**WHAT IS REQUIRED**
Nothing should be output except the lines from the top of the material below through the line that contains "use tokio::sync::mpsc;", each exactly as written.

**INFORMATION SHOWN**
>>

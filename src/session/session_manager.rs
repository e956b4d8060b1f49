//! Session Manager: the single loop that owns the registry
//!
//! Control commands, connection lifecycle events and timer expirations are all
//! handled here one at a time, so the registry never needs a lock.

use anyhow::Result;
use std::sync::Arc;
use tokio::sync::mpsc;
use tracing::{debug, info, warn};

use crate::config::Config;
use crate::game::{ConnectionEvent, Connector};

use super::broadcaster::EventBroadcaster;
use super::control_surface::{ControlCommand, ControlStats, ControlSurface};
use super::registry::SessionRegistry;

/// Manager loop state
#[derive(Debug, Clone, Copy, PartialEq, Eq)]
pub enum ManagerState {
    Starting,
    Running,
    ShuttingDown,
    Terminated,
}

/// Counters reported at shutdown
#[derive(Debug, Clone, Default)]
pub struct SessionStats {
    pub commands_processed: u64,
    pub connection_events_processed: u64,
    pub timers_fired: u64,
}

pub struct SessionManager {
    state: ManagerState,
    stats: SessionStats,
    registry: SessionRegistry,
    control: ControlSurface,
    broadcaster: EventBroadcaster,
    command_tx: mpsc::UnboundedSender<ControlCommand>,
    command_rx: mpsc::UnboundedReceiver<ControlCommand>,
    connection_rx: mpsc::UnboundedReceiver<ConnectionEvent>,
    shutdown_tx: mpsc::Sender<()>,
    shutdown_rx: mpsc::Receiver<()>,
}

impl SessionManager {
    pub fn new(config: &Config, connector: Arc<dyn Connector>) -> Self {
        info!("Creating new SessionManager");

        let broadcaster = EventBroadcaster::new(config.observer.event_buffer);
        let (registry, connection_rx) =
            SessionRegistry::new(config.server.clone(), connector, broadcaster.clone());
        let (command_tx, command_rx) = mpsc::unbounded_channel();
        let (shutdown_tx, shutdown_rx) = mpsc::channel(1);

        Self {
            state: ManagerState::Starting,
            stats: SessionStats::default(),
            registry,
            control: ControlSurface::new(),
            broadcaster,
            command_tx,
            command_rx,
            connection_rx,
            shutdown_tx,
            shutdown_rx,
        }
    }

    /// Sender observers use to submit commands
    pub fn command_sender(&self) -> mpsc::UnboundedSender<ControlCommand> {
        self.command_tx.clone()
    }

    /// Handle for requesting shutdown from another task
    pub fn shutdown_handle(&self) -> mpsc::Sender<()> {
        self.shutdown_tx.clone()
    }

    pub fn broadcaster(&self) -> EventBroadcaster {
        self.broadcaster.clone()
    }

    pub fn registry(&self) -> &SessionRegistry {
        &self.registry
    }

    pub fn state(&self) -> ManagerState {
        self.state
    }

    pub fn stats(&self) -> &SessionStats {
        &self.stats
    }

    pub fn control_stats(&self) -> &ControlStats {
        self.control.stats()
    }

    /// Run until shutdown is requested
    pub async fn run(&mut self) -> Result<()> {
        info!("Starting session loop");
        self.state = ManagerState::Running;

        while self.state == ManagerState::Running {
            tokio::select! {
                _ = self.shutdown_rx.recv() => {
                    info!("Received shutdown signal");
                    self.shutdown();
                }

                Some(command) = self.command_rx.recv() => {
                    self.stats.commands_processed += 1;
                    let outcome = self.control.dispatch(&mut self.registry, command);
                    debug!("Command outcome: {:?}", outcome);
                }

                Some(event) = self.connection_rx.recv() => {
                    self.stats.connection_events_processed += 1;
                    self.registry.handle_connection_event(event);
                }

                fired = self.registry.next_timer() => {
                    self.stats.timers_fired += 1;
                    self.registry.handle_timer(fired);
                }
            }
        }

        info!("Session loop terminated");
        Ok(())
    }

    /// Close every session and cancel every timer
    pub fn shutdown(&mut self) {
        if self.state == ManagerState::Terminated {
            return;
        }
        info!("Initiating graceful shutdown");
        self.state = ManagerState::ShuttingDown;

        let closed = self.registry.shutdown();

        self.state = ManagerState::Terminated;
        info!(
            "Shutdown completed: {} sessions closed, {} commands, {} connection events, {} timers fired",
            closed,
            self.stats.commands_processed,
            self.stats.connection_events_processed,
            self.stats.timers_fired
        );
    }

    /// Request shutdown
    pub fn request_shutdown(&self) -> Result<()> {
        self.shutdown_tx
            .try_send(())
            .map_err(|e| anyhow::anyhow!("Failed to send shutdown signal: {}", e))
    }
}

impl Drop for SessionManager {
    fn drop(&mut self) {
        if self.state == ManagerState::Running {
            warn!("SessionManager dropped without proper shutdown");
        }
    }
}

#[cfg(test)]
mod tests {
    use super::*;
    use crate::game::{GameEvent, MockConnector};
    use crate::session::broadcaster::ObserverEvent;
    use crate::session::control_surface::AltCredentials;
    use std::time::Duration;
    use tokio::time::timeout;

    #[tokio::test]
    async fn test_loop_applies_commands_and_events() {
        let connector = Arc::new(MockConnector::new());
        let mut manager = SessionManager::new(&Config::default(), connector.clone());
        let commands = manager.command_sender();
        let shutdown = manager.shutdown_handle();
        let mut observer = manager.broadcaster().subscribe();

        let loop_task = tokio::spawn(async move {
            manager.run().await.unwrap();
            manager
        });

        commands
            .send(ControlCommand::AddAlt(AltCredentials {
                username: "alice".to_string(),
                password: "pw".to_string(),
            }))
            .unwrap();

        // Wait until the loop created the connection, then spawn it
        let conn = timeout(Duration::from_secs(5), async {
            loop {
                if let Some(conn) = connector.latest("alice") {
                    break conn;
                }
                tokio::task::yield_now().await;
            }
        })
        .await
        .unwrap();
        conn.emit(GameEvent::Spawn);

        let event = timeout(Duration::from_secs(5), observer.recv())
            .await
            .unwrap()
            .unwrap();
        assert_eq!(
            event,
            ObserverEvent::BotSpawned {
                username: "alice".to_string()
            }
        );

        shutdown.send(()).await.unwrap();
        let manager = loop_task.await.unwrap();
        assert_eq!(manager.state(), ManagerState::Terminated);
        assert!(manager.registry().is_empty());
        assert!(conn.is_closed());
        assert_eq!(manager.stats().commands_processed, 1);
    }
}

<<

**ANSWER TO THIS EXERCISE**
filename src/session/session_manager.rs
repository e956b4d8060b1f49
//! Session Manager: the single loop that owns the registry
//!
//! Control commands, connection lifecycle events and timer expirations are all
//! handled here one at a time, so the registry never needs a lock.

use anyhow::Result;
use std::sync::Arc;
use tokio::sync::mpsc;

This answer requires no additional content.